**TRY IT**.
Each line of the records below that holds "usize" should be returned.

**INPUT RECORDS**.

//! Opcode catalogue and external-function selectors.

use std::fmt;

// ══════════════════════════════════════════════════════════════════════════════
// Operand kinds
// ══════════════════════════════════════════════════════════════════════════════

/// Kind of one encoded operand. The kind fixes both the byte width and the
/// sigil the disassembler renders (`@`, `$`, `#`, `:`).
#[derive(Debug, Clone, Copy, PartialEq, Eq)]
pub enum OperandKind {
    /// Read-write word address (`@addr`), 4 bytes LE.
    DstAddr,
    /// Read-only word address (`$addr`), 4 bytes LE.
    SrcAddr,
    /// 8-byte LE immediate (`#literal`).
    Imm,
    /// Byte offset into code (`:label`), 4 bytes LE.
    CodeAddr,
    /// Signed 1-byte offset relative to the instruction start.
    BranchOff,
    /// 2-byte LE external-function selector.
    FunSel,
}

impl OperandKind {
    /// Encoded width in bytes.
    pub const fn width(self) -> usize {
        match self {
            OperandKind::DstAddr | OperandKind::SrcAddr | OperandKind::CodeAddr => 4,
            OperandKind::Imm => 8,
            OperandKind::BranchOff => 1,
            OperandKind::FunSel => 2,
        }
    }
}

// ══════════════════════════════════════════════════════════════════════════════
// Opcodes
// ══════════════════════════════════════════════════════════════════════════════

/// Every instruction the backend can emit.
#[derive(Debug, Clone, Copy, PartialEq, Eq, Hash)]
#[repr(u8)]
pub enum Opcode {
    /// SET_VAL @dst #imm ; dst = imm
    SetVal = 0x01,
    /// SET_DAT @dst $src ; dst = src
    SetDat = 0x02,
    /// CLR_DAT @dst ; dst = 0
    ClrDat = 0x03,
    /// INC_DAT @dst ; dst += 1
    IncDat = 0x04,
    /// ADD_DAT @dst $src ; dst += src
    AddDat = 0x06,
    /// SUB_DAT @dst $src ; dst -= src
    SubDat = 0x07,
    /// MUL_DAT @dst $src ; dst *= src
    MulDat = 0x08,
    /// DIV_DAT @dst $src ; dst /= src
    DivDat = 0x09,
    /// JMP_SUB :target ; push the return address and jump
    JmpSub = 0x12,
    /// RET_SUB ; return to the pushed address
    RetSub = 0x13,
    /// MOD_DAT @dst $src ; dst %= src
    ModDat = 0x16,
    /// JMP_ADR :target ; unconditional jump
    JmpAdr = 0x1a,
    /// BGT $a $b ±off ; branch if a > b
    Bgt = 0x1f,
    /// BLT $a $b ±off ; branch if a < b
    Blt = 0x20,
    /// FIZ_DAT $addr ; finish this activation if addr is zero
    FizDat = 0x26,
    /// FIN_IMD ; finish this activation
    FinImd = 0x28,
    /// SET_PCS ; set the resume point to the current program counter
    SetPcs = 0x30,
    /// EXT_FUN sel ; external function, no data operands
    ExtFun = 0x32,
    /// EXT_FUN_DAT sel $in ; external function, one input word
    ExtFunDat = 0x33,
    /// EXT_FUN_DAT_2 sel $in1 $in2 ; external function, two input words
    ExtFunDat2 = 0x34,
    /// EXT_FUN_RET sel @out ; external function writing one output word
    ExtFunRet = 0x35,
    /// EXT_FUN_RET_DAT_2 sel @out $in1 $in2 ; two inputs, one output
    ExtFunRetDat2 = 0x37,
}

/// All opcodes, for exhaustive table walks (round-trip tests, listings).
pub const ALL_OPCODES: &[Opcode] = &[
    Opcode::SetVal,
    Opcode::SetDat,
    Opcode::ClrDat,
    Opcode::IncDat,
    Opcode::AddDat,
    Opcode::SubDat,
    Opcode::MulDat,
    Opcode::DivDat,
    Opcode::JmpSub,
    Opcode::RetSub,
    Opcode::ModDat,
    Opcode::JmpAdr,
    Opcode::Bgt,
    Opcode::Blt,
    Opcode::FizDat,
    Opcode::FinImd,
    Opcode::SetPcs,
    Opcode::ExtFun,
    Opcode::ExtFunDat,
    Opcode::ExtFunDat2,
    Opcode::ExtFunRet,
    Opcode::ExtFunRetDat2,
];

impl Opcode {
    /// Assembly mnemonic.
    pub const fn mnemonic(self) -> &'static str {
        match self {
            Opcode::SetVal => "SET_VAL",
            Opcode::SetDat => "SET_DAT",
            Opcode::ClrDat => "CLR_DAT",
            Opcode::IncDat => "INC_DAT",
            Opcode::AddDat => "ADD_DAT",
            Opcode::SubDat => "SUB_DAT",
            Opcode::MulDat => "MUL_DAT",
            Opcode::DivDat => "DIV_DAT",
            Opcode::JmpSub => "JMP_SUB",
            Opcode::RetSub => "RET_SUB",
            Opcode::ModDat => "MOD_DAT",
            Opcode::JmpAdr => "JMP_ADR",
            Opcode::Bgt => "BGT",
            Opcode::Blt => "BLT",
            Opcode::FizDat => "FIZ_DAT",
            Opcode::FinImd => "FIN_IMD",
            Opcode::SetPcs => "SET_PCS",
            Opcode::ExtFun => "EXT_FUN",
            Opcode::ExtFunDat => "EXT_FUN_DAT",
            Opcode::ExtFunDat2 => "EXT_FUN_DAT_2",
            Opcode::ExtFunRet => "EXT_FUN_RET",
            Opcode::ExtFunRetDat2 => "EXT_FUN_RET_DAT_2",
        }
    }

    /// Operand kinds in encoding order.
    pub const fn operands(self) -> &'static [OperandKind] {
        use OperandKind::*;
        match self {
            Opcode::SetVal => &[DstAddr, Imm],
            Opcode::SetDat => &[DstAddr, SrcAddr],
            Opcode::ClrDat | Opcode::IncDat => &[DstAddr],
            Opcode::AddDat
            | Opcode::SubDat
            | Opcode::MulDat
            | Opcode::DivDat
            | Opcode::ModDat => &[DstAddr, SrcAddr],
            Opcode::JmpSub | Opcode::JmpAdr => &[CodeAddr],
            Opcode::RetSub | Opcode::FinImd | Opcode::SetPcs => &[],
            Opcode::Bgt | Opcode::Blt => &[SrcAddr, SrcAddr, BranchOff],
            Opcode::FizDat => &[SrcAddr],
            Opcode::ExtFun => &[FunSel],
            Opcode::ExtFunDat => &[FunSel, SrcAddr],
            Opcode::ExtFunDat2 => &[FunSel, SrcAddr, SrcAddr],
            Opcode::ExtFunRet => &[FunSel, DstAddr],
            Opcode::ExtFunRetDat2 => &[FunSel, DstAddr, SrcAddr, SrcAddr],
        }
    }

    /// Total encoded length of one instruction, opcode byte included.
    pub const fn encoded_len(self) -> usize {
        let mut len = 1;
        let ops = self.operands();
        let mut i = 0;
        while i < ops.len() {
            len += ops[i].width();
            i += 1;
        }
        len
    }
}

impl TryFrom<u8> for Opcode {
    /// The unrecognized opcode byte.
    type Error = u8;

    fn try_from(value: u8) -> Result<Self, Self::Error> {
        let op = match value {
            0x01 => Opcode::SetVal,
            0x02 => Opcode::SetDat,
            0x03 => Opcode::ClrDat,
            0x04 => Opcode::IncDat,
            0x06 => Opcode::AddDat,
            0x07 => Opcode::SubDat,
            0x08 => Opcode::MulDat,
            0x09 => Opcode::DivDat,
            0x12 => Opcode::JmpSub,
            0x13 => Opcode::RetSub,
            0x16 => Opcode::ModDat,
            0x1a => Opcode::JmpAdr,
            0x1f => Opcode::Bgt,
            0x20 => Opcode::Blt,
            0x26 => Opcode::FizDat,
            0x28 => Opcode::FinImd,
            0x30 => Opcode::SetPcs,
            0x32 => Opcode::ExtFun,
            0x33 => Opcode::ExtFunDat,
            0x34 => Opcode::ExtFunDat2,
            0x35 => Opcode::ExtFunRet,
            0x37 => Opcode::ExtFunRetDat2,
            other => return Err(other),
        };
        Ok(op)
    }
}

impl fmt::Display for Opcode {
    fn fmt(&self, f: &mut fmt::Formatter<'_>) -> fmt::Result {
        f.write_str(self.mnemonic())
    }
}

// ══════════════════════════════════════════════════════════════════════════════
// External functions
// ══════════════════════════════════════════════════════════════════════════════

/// External-function selectors the VM exposes.
///
/// Selector ranges follow the VM's convention: 0x01xx manipulates the A/B
/// super-registers, 0x02xx hashes, 0x03xx queries the chain, 0x04xx moves
/// balance.
#[derive(Debug, Clone, Copy, PartialEq, Eq, Hash)]
#[repr(u16)]
pub enum ApiFun {
    GetA1 = 0x0100,
    GetA2 = 0x0101,
    GetA3 = 0x0102,
    GetA4 = 0x0103,
    GetB1 = 0x0104,
    GetB2 = 0x0105,
    GetB3 = 0x0106,
    GetB4 = 0x0107,
    SetA1 = 0x0110,
    SetA2 = 0x0111,
    SetA3 = 0x0112,
    SetA4 = 0x0113,
    SetA1A2 = 0x0114,
    SetA3A4 = 0x0115,
    SetB1 = 0x0116,
    SetB2 = 0x0117,
    ClrA = 0x0120,
    ClrB = 0x0121,
    Sha256AToB = 0x0204,
    GetBlockTimestamp = 0x0300,
    GetCreationTimestamp = 0x0301,
    GetLastBlockTimestamp = 0x0302,
    ATxAfterTimestamp = 0x0304,
    GetTypeForTxInA = 0x0305,
    GetAmountForTxInA = 0x0306,
    GetTimestampForTxInA = 0x0307,
    MessageFromTxInAToB = 0x0309,
    BToAddressOfTxInA = 0x030a,
    BToAddressOfCreator = 0x030b,
    GetCurrentBalance = 0x0400,
    SendToAddressInB = 0x0402,
    SendAllToAddressInB = 0x0403,
    SendAToAddressInB = 0x0405,
    AddMinutesToTimestamp = 0x0406,
}

/// All selectors, for decode tables and listings.
pub const ALL_API_FUNS: &[ApiFun] = &[
    ApiFun::GetA1,
    ApiFun::GetA2,
    ApiFun::GetA3,
    ApiFun::GetA4,
    ApiFun::GetB1,
    ApiFun::GetB2,
    ApiFun::GetB3,
    ApiFun::GetB4,
    ApiFun::SetA1,
    ApiFun::SetA2,
    ApiFun::SetA3,
    ApiFun::SetA4,
    ApiFun::SetA1A2,
    ApiFun::SetA3A4,
    ApiFun::SetB1,
    ApiFun::SetB2,
    ApiFun::ClrA,
    ApiFun::ClrB,
    ApiFun::Sha256AToB,
    ApiFun::GetBlockTimestamp,
    ApiFun::GetCreationTimestamp,
    ApiFun::GetLastBlockTimestamp,
    ApiFun::ATxAfterTimestamp,
    ApiFun::GetTypeForTxInA,
    ApiFun::GetAmountForTxInA,
    ApiFun::GetTimestampForTxInA,
    ApiFun::MessageFromTxInAToB,
    ApiFun::BToAddressOfTxInA,
    ApiFun::BToAddressOfCreator,
    ApiFun::GetCurrentBalance,
    ApiFun::SendToAddressInB,
    ApiFun::SendAllToAddressInB,
    ApiFun::SendAToAddressInB,
    ApiFun::AddMinutesToTimestamp,
];

impl ApiFun {
    /// The 2-byte wire selector.
    pub const fn selector(self) -> u16 {
        self as u16
    }

    /// Listing name.
    pub const fn name(self) -> &'static str {
        match self {
            ApiFun::GetA1 => "GET_A1",
            ApiFun::GetA2 => "GET_A2",
            ApiFun::GetA3 => "GET_A3",
            ApiFun::GetA4 => "GET_A4",
            ApiFun::GetB1 => "GET_B1",
            ApiFun::GetB2 => "GET_B2",
            ApiFun::GetB3 => "GET_B3",
            ApiFun::GetB4 => "GET_B4",
            ApiFun::SetA1 => "SET_A1",
            ApiFun::SetA2 => "SET_A2",
            ApiFun::SetA3 => "SET_A3",
            ApiFun::SetA4 => "SET_A4",
            ApiFun::SetA1A2 => "SET_A1_A2",
            ApiFun::SetA3A4 => "SET_A3_A4",
            ApiFun::SetB1 => "SET_B1",
            ApiFun::SetB2 => "SET_B2",
            ApiFun::ClrA => "CLR_A",
            ApiFun::ClrB => "CLR_B",
            ApiFun::Sha256AToB => "SHA256_A_TO_B",
            ApiFun::GetBlockTimestamp => "GET_BLOCK_TIMESTAMP",
            ApiFun::GetCreationTimestamp => "GET_CREATION_TIMESTAMP",
            ApiFun::GetLastBlockTimestamp => "GET_LAST_BLOCK_TIMESTAMP",
            ApiFun::ATxAfterTimestamp => "A_TO_TX_AFTER_TIMESTAMP",
            ApiFun::GetTypeForTxInA => "GET_TYPE_FOR_TX_IN_A",
            ApiFun::GetAmountForTxInA => "GET_AMOUNT_FOR_TX_IN_A",
            ApiFun::GetTimestampForTxInA => "GET_TIMESTAMP_FOR_TX_IN_A",
            ApiFun::MessageFromTxInAToB => "MESSAGE_FROM_TX_IN_A_TO_B",
            ApiFun::BToAddressOfTxInA => "B_TO_ADDRESS_OF_TX_IN_A",
            ApiFun::BToAddressOfCreator => "B_TO_ADDRESS_OF_CREATOR",
            ApiFun::GetCurrentBalance => "GET_CURRENT_BALANCE",
            ApiFun::SendToAddressInB => "SEND_TO_ADDRESS_IN_B",
            ApiFun::SendAllToAddressInB => "SEND_ALL_TO_ADDRESS_IN_B",
            ApiFun::SendAToAddressInB => "SEND_A_TO_ADDRESS_IN_B",
            ApiFun::AddMinutesToTimestamp => "ADD_MINUTES_TO_TIMESTAMP",
        }
    }
}

impl TryFrom<u16> for ApiFun {
    /// The unrecognized selector.
    type Error = u16;

    fn try_from(value: u16) -> Result<Self, Self::Error> {
        ALL_API_FUNS
            .iter()
            .copied()
            .find(|f| f.selector() == value)
            .ok_or(value)
    }
}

**RESULT OF THIS TASK**.
    pub const fn width(self) -> usize {
    pub const fn encoded_len(self) -> usize {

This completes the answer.